Großvater Ahmeds Familie stammt aus dem türkischen Mersin. Lange ist sie aber schon in Jaffa zuhause, wo 1942 Ahmed die deutlich jüngere Sahiba kennenlernt und heiratet. Er ist Schneider, eröffnet mit seiner Frau aber ein Kino, in dem westliche Filme gezeigt werden und kommt dadurch zu einigem Wohlstand. Dem Paar geht es gut, es kommen drei Söhne zur Welt: Mahmoud, Ibrahim und Ismael. Die Jahre der britischen Besatzung Palästinas. Juden und Muslime leben zwar nicht ohne Spannungen, aber weitgehend konfliktfrei nebeneinander. Das ändert sich im Verlaufe des Krieges und nach Kriegsende, als immer mehr Juden ins Land strömen, Zionisten, Verfolgte des Nationalsozialismus, Überlebende. Für die Familie spielt Politik eigentlich keine Rolle, ihre Opfer werden sie dennoch. Osman beschreibt die Lage in ihrer lockeren, fast witzigen Art.
„Der amerikanische Kongress forderte einen Judenstaat in Palästina. Die Araber sind natürlich empört. Die Briten versuchen hilflos zu vermitteln, und scheitern. Die Juden Palästinas sind verzweifelt und zornig. Die Juden Europas sind meistens tot. Der Krieg nimmt und nimmt kein Ende.“
Ich fürchte fast, dass man in diesem Ton heute nicht mehr schreiben würde. Das würde dem Text aber viel von seinem Zauber nehmen. Ein Text, der gerade dadurch so stark wirkt, dass die tragischen Ereignisse so salopp, aber empathisch erzählt werden.
Im Krieg 1948 entschließen sich Sahiba und Achmed, zu Verwandten in den Libanon zu fliehen. Ahmed liegt zunächst verletzt im Krankenhaus, Sahiba macht sich mit den kleinen Söhnen allein auf die Flucht übers Meer, bei der das Baby Ismael beinahe ertrunken wäre.

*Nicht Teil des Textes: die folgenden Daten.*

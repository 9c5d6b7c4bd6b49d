//! The single channel to the remote version-control service.
//!
//! [`RemoteGateway`] is the seam every other component talks through;
//! [`HttpGateway`] is the production implementation over the service's JSON
//! API. Tests substitute a scripted fake.

pub mod http;

#[cfg(test)]
pub(crate) mod fake;

use async_trait::async_trait;

use crate::errors::GatewayError;
use crate::graph::RawGraph;
use crate::models::{
    Branch, BranchId, Commit, CommitId, CommitReceipt, FileSnapshot, Identity, IdentityId,
    Repository, RepositoryId,
};

pub use http::HttpGateway;

/// Parameters of `createCommit`.
#[derive(Debug, Clone, PartialEq, Eq)]
pub struct NewCommit {
    pub branch_id: BranchId,
    pub message: String,
    pub author_id: IdentityId,
    pub content: String,
}

/// Outcome of a non-destructive merge attempt.
#[derive(Debug, Clone, PartialEq, Eq)]
pub enum MergeResponse {
    /// The service committed the merge.
    Merged { message: Option<String> },
    /// The branches diverge; nothing was committed. `source_text` is the
    /// source branch content (`text_1`), `target_text` the target's (`text_2`).
    Conflict {
        source_text: String,
        target_text: String,
    },
}

/// Read and write operations on the service, one per entity type.
#[async_trait]
pub trait RemoteGateway: Send + Sync {
    async fn list_identities(&self) -> Result<Vec<Identity>, GatewayError>;

    async fn create_identity(&self, display_name: &str) -> Result<Identity, GatewayError>;

    async fn list_repositories(
        &self,
        owner_id: Option<IdentityId>,
    ) -> Result<Vec<Repository>, GatewayError>;

    async fn create_repository(
        &self,
        name: &str,
        owner_id: IdentityId,
    ) -> Result<Repository, GatewayError>;

    async fn list_branches(&self, repository_id: RepositoryId) -> Result<Vec<Branch>, GatewayError>;

    async fn create_branch(
        &self,
        name: &str,
        repository_id: RepositoryId,
    ) -> Result<Branch, GatewayError>;

    async fn reset_branch(
        &self,
        branch_id: BranchId,
        commit_id: CommitId,
    ) -> Result<Branch, GatewayError>;

    async fn list_commits(&self, repository_id: RepositoryId) -> Result<Vec<Commit>, GatewayError>;

    async fn get_file(&self, branch_id: BranchId) -> Result<Vec<FileSnapshot>, GatewayError>;

    async fn create_commit(&self, commit: &NewCommit) -> Result<CommitReceipt, GatewayError>;

    /// Try to merge `source` into `target` without forcing anything.
    async fn attempt_merge(
        &self,
        source: BranchId,
        target: BranchId,
    ) -> Result<MergeResponse, GatewayError>;

    /// Merge `source` into `target`, replacing the target content with
    /// `text` in one remote operation. Returns the service's message.
    async fn force_merge(
        &self,
        source: BranchId,
        target: BranchId,
        text: &str,
    ) -> Result<Option<String>, GatewayError>;

    async fn get_graph(&self, repository_id: RepositoryId) -> Result<RawGraph, GatewayError>;
}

Bei der Schwester in Beirut sind sie alles andere als willkommen. Man lebt selbst bedrängt und in Armut. Ahmed sieht schließlich die Rückkehr in die Türkei, nach Mersin, wo seine Familie ursprünglich herstammt, als Lösung. Aber auch dort fasst er nicht Fuß, die Familie lebt in noch größerer Armut und im Elend. Vier weitere Söhne kommen zur Welt. Irgendwann kehrt die Familie wieder zurück nach Beirut. Für die Söhne wird dies nicht die letzte Station bleiben. Heute ist die Familie zerstreut in alle Welt.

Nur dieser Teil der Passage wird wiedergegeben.